Anders Gyllenhaal, executive editor of the Herald, is quick to point out that his paper still has an edge in terms of actual readers in print and online. According to the September numbers, it had 5.2 million unique web users a month. "We reach more people than we ever have in our history," Gyllenhaal says.

Still, more web readers don't necessarily translate into more money. Online ads generate just a fraction of the revenue of print ads.

"There are virtually no online news operations that are really, fully supported with ad revenue," says Edmonds.

Newspapers are struggling to cope with the massive shift in the way people get their news. Since 1992, the proportion of Americans who say they read a newspaper regularly (in print or online) has fallen from 71 percent to 46 percent, according to a 2008 survey by the Pew Research Center for the People and the Press. Meanwhile, the percentage of people watching cable-TV news has continued to rise — 39 percent of the public was watching last year, according to the Pew survey.

Then, of course, there are those who prefer to get their news online. A December 2008 Pew survey found that a whopping 40 percent of Americans said they got most of their national and international news online. However, a 2009 report by Pew's Project for Excellence in Journalism points out that "virtually all of the most popular news websites are those associated with traditional news organizations... or are aggregators, which collect content from traditional newsrooms and wire services rather than produce their own." In other words, traditional journalists are still producing the news people seek on the web.

As for why families stopped bringing the paper to their breakfast table, some say it's the quality of the news being delivered.

Since the '90s, publicly owned media companies have been cutting their newsroom budgets to preserve high profit margins on Wall Street. This tactic hit investigative reporters especially hard, since they earn higher salaries and write stories that take longer to produce. But without good muckrakers on staff, the quality of reporting went down and drove away customers, says Eleanor Farnen, president of the media consulting firm Strategists LLC and a PhD candidate at the University of Missouri School of Journalism.

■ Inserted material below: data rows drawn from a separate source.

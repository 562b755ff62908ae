use rust_decimal::Decimal;
use thiserror::Error;
use uuid::Uuid;

use crate::{models::loan::LoanStatus, storage::StorageError};

/// Failures surfaced by the ledger, the loan book and the calculator.
///
/// Validation variants are raised before anything is written.
#[derive(Debug, Error)]
pub enum LedgerError {
    #[error("invalid transaction kind: {0}")]
    InvalidTransactionKind(String),
    #[error("amount must be greater than zero, got {0}")]
    NonPositiveAmount(Decimal),
    #[error("invalid loan parameters: {0}")]
    InvalidLoanParameters(String),
    #[error("invalid loan application: {0}")]
    InvalidApplication(String),
    #[error("loan {loan_id} cannot move from {from} to {to}")]
    InvalidStatusTransition {
        loan_id: String,
        from: LoanStatus,
        to: LoanStatus,
    },
    #[error("terms of loan {0} are locked once it has been approved")]
    TermsLocked(String),
    #[error("repayment split does not add up: principal {principal} + interest {interest} != amount {amount}")]
    RepaymentSplitMismatch {
        amount: Decimal,
        principal: Decimal,
        interest: Decimal,
    },
    #[error("repayment principal {principal} exceeds outstanding balance {outstanding}")]
    Overpayment {
        principal: Decimal,
        outstanding: Decimal,
    },
    #[error("entry {0} has already been reversed")]
    AlreadyReversed(Uuid),
    #[error("a reference to entry {0} can only be created by reversing it")]
    ReservedReference(Uuid),
    #[error(transparent)]
    Storage(#[from] StorageError),
}

impl LedgerError {
    /// True for failures caused by the caller's input rather than the store.
    pub fn is_validation(&self) -> bool {
        matches!(
            self,
            LedgerError::InvalidTransactionKind(_)
                | LedgerError::NonPositiveAmount(_)
                | LedgerError::InvalidLoanParameters(_)
                | LedgerError::InvalidApplication(_)
                | LedgerError::ReservedReference(_)
                | LedgerError::RepaymentSplitMismatch { .. }
                | LedgerError::Overpayment { .. }
        )
    }
}
impl LoanBook {
    pub fn new(ledger: Ledger, policy: LoanPolicy) -> Self {
        Self { ledger, policy }
    }

    pub fn policy(&self) -> &LoanPolicy {
        &self.policy
    }

    /// Runs `f` inside a storage transaction, rolling back on any error.
    fn in_transaction<T>(&self, f: impl FnOnce() -> Result<T, LedgerError>) -> Result<T, LedgerError> {
        let storage = self.ledger.storage();
        let tx_id = storage.begin_transaction()?;
        match f() {
            Ok(value) => {
                storage.commit_transaction(tx_id)?;
                Ok(value)
            }
            Err(e) => {
                if let Err(rollback) = storage.rollback_transaction(tx_id) {
                    tracing::error!(tx_id, error = %rollback, "Rollback failed");
                }
                Err(e)
            }
        }
    }

    fn transition(&self, loan: &mut Loan, next: LoanStatus) -> Result<(), LedgerError> {
        if !loan.status.can_transition_to(next) {
            return Err(LedgerError::InvalidStatusTransition {
                loan_id: loan.id.to_string(),
                from: loan.status,
                to: next,
            });
        }
        tracing::info!(loan_id = %loan.id, from = loan.status.as_str(), to = next.as_str(), "Loan status changed");
        metrics::increment_counter!(LOAN_TRANSITIONS, "to" => next.as_str());
        loan.status = next;
        Ok(())
    }

    fn validate_guarantors(&self, member_id: &str, guarantors: &[String]) -> Result<(), LedgerError> {
        if guarantors.len() > self.policy.max_guarantors {
            return Err(invalid(format!(
                "at most {} guarantors allowed, got {}",
                self.policy.max_guarantors,
                guarantors.len()
            )));
        }
        for (i, g) in guarantors.iter().enumerate() {
            if g.trim().is_empty() {
                return Err(invalid("guarantor id cannot be empty"));
            }
            if g == member_id {
                return Err(invalid("a borrower cannot guarantee their own loan"));
            }
            if guarantors[..i].contains(g) {
                return Err(invalid(format!("guarantor {} listed twice", g)));
            }
        }
        Ok(())
    }

    pub fn apply(&self, application: &LoanApplication) -> Result<Loan, LedgerError> {
        let rate = application
            .interest_rate
            .unwrap_or(self.policy.default_interest_rate);
        let term = application
            .term_months
            .unwrap_or(self.policy.default_term_months);
        let basis = application.rate_basis.unwrap_or(self.policy.rate_basis);

        let checked = (|| {
            if application.member_id.trim().is_empty() {
                return Err(invalid("member id cannot be empty"));
            }
            self.validate_guarantors(&application.member_id, &application.guarantors)?;
            amortization::calculate_with_basis(application.amount, rate, term, basis).map(|_| ())
        })();
        checked.map_err(|e| reject("apply", e))?;

        let loan = Loan {
            id: new_loan_id(),
            member_id: Arc::from(application.member_id.as_str()),
            loan_type: application.loan_type,
            status: LoanStatus::Applied,
            requested_amount: application.amount,
            approved_amount: None,
            disbursed_amount: None,
            interest_rate: rate,
            rate_basis: basis,
            term_months: term,
            monthly_payment: None,
            total_interest: None,
            total_amount: None,
            purpose: Arc::from(application.purpose.as_str()),
            guarantors: application
                .guarantors
                .iter()
                .map(|g| Arc::from(g.as_str()))
                .collect(),
            approved_by: None,
            rejection_reason: None,
            applied_at: OffsetDateTime::now_utc(),
            approved_at: None,
            disbursed_at: None,
            expected_completion_date: None,
        };

        let _guard = self.ledger.lock_writes()?;
        self.ledger.storage().create_loan(&loan)?;
        tracing::info!(loan_id = %loan.id, member_id = %loan.member_id, amount = %loan.requested_amount, "Loan application received");
        Ok(loan)
    }

    /// Changes amount, rate or term of a loan that has not been decided yet.
    pub fn revise_terms(&self, loan_id: &str, revision: &TermsRevision) -> Result<Loan, LedgerError> {
        let _guard = self.ledger.lock_writes()?;
        let mut loan = self.ledger.storage().get_loan(loan_id)?;
        if loan.status != LoanStatus::Applied {
            return Err(LedgerError::TermsLocked(loan.id.to_string()));
        }

        let amount = revision.amount.unwrap_or(loan.requested_amount);
        let rate = revision.interest_rate.unwrap_or(loan.interest_rate);
        let term = revision.term_months.unwrap_or(loan.term_months);
        amortization::calculate_with_basis(amount, rate, term, loan.rate_basis)
            .map_err(|e| reject("revise_terms", e))?;

        loan.requested_amount = amount;
        loan.interest_rate = rate;
        loan.term_months = term;
        self.ledger.storage().update_loan(&loan)?;
        tracing::info!(loan_id = %loan.id, amount = %amount, rate = %rate, term, "Loan terms revised");
        Ok(loan)
    }

    pub fn approve(
        &self,
        loan_id: &str,
        approved_amount: Option<Decimal>,
        approver: &str,
    ) -> Result<Loan, LedgerError> {
        let _guard = self.ledger.lock_writes()?;
        let mut loan = self.ledger.storage().get_loan(loan_id)?;
        self.transition(&mut loan, LoanStatus::Approved)?;

        let principal = approved_amount.unwrap_or(loan.requested_amount);
        let figures = amortization::calculate_with_basis(
            principal,
            loan.interest_rate,
            loan.term_months,
            loan.rate_basis,
        )
        .map_err(|e| reject("approve", e))?;

        loan.approved_amount = Some(principal);
        loan.monthly_payment = Some(figures.monthly_payment);
        loan.total_interest = Some(figures.total_interest);
        loan.total_amount = Some(figures.total_amount);
        loan.approved_by = Some(Arc::from(approver));
        loan.approved_at = Some(OffsetDateTime::now_utc());
        self.ledger.storage().update_loan(&loan)?;
        Ok(loan)
    }

    pub fn reject(&self, loan_id: &str, reason: &str) -> Result<Loan, LedgerError> {
        let _guard = self.ledger.lock_writes()?;
        let mut loan = self.ledger.storage().get_loan(loan_id)?;
        self.transition(&mut loan, LoanStatus::Rejected)?;
        loan.rejection_reason = Some(Arc::from(reason));
        self.ledger.storage().update_loan(&loan)?;
        Ok(loan)
    }

    /// Pays the approved amount out of the loan fund.
    pub fn disburse(&self, loan_id: &str, actor: Option<&str>) -> Result<Disbursement, LedgerError> {
        let _guard = self.ledger.lock_writes()?;
        let mut loan = self.ledger.storage().get_loan(loan_id)?;
        self.transition(&mut loan, LoanStatus::Disbursed)?;

        let amount = loan.principal();
        let now = OffsetDateTime::now_utc();
        loan.disbursed_amount = Some(amount);
        loan.disbursed_at = Some(now);
        loan.expected_completion_date = add_months(now.date(), loan.term_months);

        let command = AppendEntryCommand::debit(
            &self.policy.loan_fund,
            TransactionKind::LoanDisbursement,
            amount,
            &format!("Loan disbursement {}", loan.id),
        )
        .with_reference(EntryReference::Loan(loan.id.clone()))
        .with_actor(actor);

        let entry = self.in_transaction(|| {
            let entry = self.ledger.append(&command)?;
            self.ledger.storage().update_loan(&loan)?;
            Ok(entry)
        })?;

        Ok(Disbursement { loan, entry })
    }

    pub fn record_repayment(
        &self,
        loan_id: &str,
        request: &RepaymentRequest,
    ) -> Result<RepaymentReceipt, LedgerError> {
        let _guard = self.ledger.lock_writes()?;
        let storage = self.ledger.storage();
        let mut loan = storage.get_loan(loan_id)?;
        if !loan.status.accepts_repayments() {
            return Err(LedgerError::InvalidStatusTransition {
                loan_id: loan.id.to_string(),
                from: loan.status,
                to: LoanStatus::Repaying,
            });
        }
        if request.amount <= Decimal::ZERO {
            return Err(reject("record_repayment", LedgerError::NonPositiveAmount(request.amount)));
        }

        let history = storage.list_repayments(loan_id)?;
        let before = LoanPosition::project(&loan, &history);
        let (principal, interest) = split_repayment(
            request,
            before.balance_remaining,
            loan.rate_basis.periodic_rate(loan.interest_rate),
        )
        .map_err(|e| reject("record_repayment", e))?;

        let command = AppendRepaymentCommand {
            loan_id: loan.id.clone(),
            amount: request.amount,
            payment_method: request.payment_method,
            transaction_reference: request.transaction_reference.as_deref().map(Arc::from),
            principal_amount: principal,
            interest_amount: interest,
            collected_by: request.collected_by.as_deref().map(Arc::from),
            notes: Arc::from(request.notes.as_str()),
        };

        let (repayment, entry, position) = self.in_transaction(|| {
            let repayment = storage.append_repayment(&command)?;
            let entry = self.ledger.append(
                &AppendEntryCommand::credit(
                    &self.policy.loan_fund,
                    TransactionKind::LoanRepayment,
                    repayment.amount,
                    &format!("Repayment for loan {}", loan.id),
                )
                .with_reference(EntryReference::Repayment(Arc::from(repayment.id.to_string().as_str())))
                .with_actor(request.collected_by.as_deref()),
            )?;

            let mut all = history.clone();
            all.push(repayment.clone());
            let position = LoanPosition::project(&loan, &all);

            let status_before = loan.status;
            if loan.status != LoanStatus::Repaying {
                self.transition(&mut loan, LoanStatus::Repaying)?;
            }
            if position.is_cleared() {
                self.transition(&mut loan, LoanStatus::Completed)?;
            }
            if loan.status != status_before {
                storage.update_loan(&loan)?;
            }
            Ok((repayment, entry, position))
        })?;

        tracing::info!(
            loan_id = %loan.id,
            repayment_id = %repayment.id,
            principal = %repayment.principal_amount,
            interest = %repayment.interest_amount,
            balance = %position.balance_remaining,
            "Repayment recorded"
        );

        Ok(RepaymentReceipt {
            repayment,
            entry,
            loan,
            position,
        })
    }

    pub fn mark_defaulted(&self, loan_id: &str) -> Result<Loan, LedgerError> {
        self.change_status(loan_id, LoanStatus::Defaulted)
    }

    /// Closes a defaulted loan. The ledger is untouched: the money left the
    /// fund at disbursement.
    pub fn write_off(&self, loan_id: &str) -> Result<Loan, LedgerError> {
        self.change_status(loan_id, LoanStatus::WrittenOff)
    }

    fn change_status(&self, loan_id: &str, next: LoanStatus) -> Result<Loan, LedgerError> {
        let _guard = self.ledger.lock_writes()?;
        let mut loan = self.ledger.storage().get_loan(loan_id)?;
        self.transition(&mut loan, next)?;
        self.ledger.storage().update_loan(&loan)?;
        Ok(loan)
    }

    pub fn position(&self, loan_id: &str) -> Result<LoanPosition, LedgerError> {
        let _guard = self.ledger.lock_reads()?;
        let loan = self.ledger.storage().get_loan(loan_id)?;
        let repayments = self.ledger.storage().list_repayments(loan_id)?;
        Ok(LoanPosition::project(&loan, &repayments))
    }

    pub fn get_loan(&self, loan_id: &str) -> Result<Loan, LedgerError> {
        let _guard = self.ledger.lock_reads()?;
        Ok(self.ledger.storage().get_loan(loan_id)?)
    }

    pub fn list_loans(&self) -> Result<Vec<Loan>, LedgerError> {
        let _guard = self.ledger.lock_reads()?;
        Ok(self.ledger.storage().list_loans()?)
    }

    pub fn repayments(&self, loan_id: &str) -> Result<Vec<LoanRepayment>, LedgerError> {
        let _guard = self.ledger.lock_reads()?;
        Ok(self.ledger.storage().list_repayments(loan_id)?)
    }
}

"If you're going to protect your brand in the newspaper business, you have to protect your content," she says. "The people in the newsroom, they keep the content alive."

Still, a lack of investigative journalism doesn't explain why USA Today, until this year, had the highest circulation of any paper in the country. Its short, simple news stories and fluffy celebrity pieces could hardly be considered hard-hitting journalism.

Perhaps there's a simpler explanation for the death of the fish wrapper. If people can hear about the latest murder trial online or on TV, they don't need to read a summary in the next day's paper. "If it doesn't surprise you," Dubocq says, "nobody's gonna buy it."


In 2006, Rose asked Dubocq to start digging into rumors about corruption on the Palm Beach County Commission. Dubocq combed through then-Commission Chairman Tony Masilotti's divorce files and land records, piecing together a panorama of questionable deals and missing money. Every day, his discoveries got more alarming.

"Have I told you how good I am today?" he'd ask Rose. "Let me tell you what I found today."

Before his first story on Masilotti broke, Dubocq called an old friend, John Kastrenakes, then an assistant U.S. attorney in West Palm. "Hey, Johnny," Dubocq remembers saying. "Take a look at the paper on Sunday."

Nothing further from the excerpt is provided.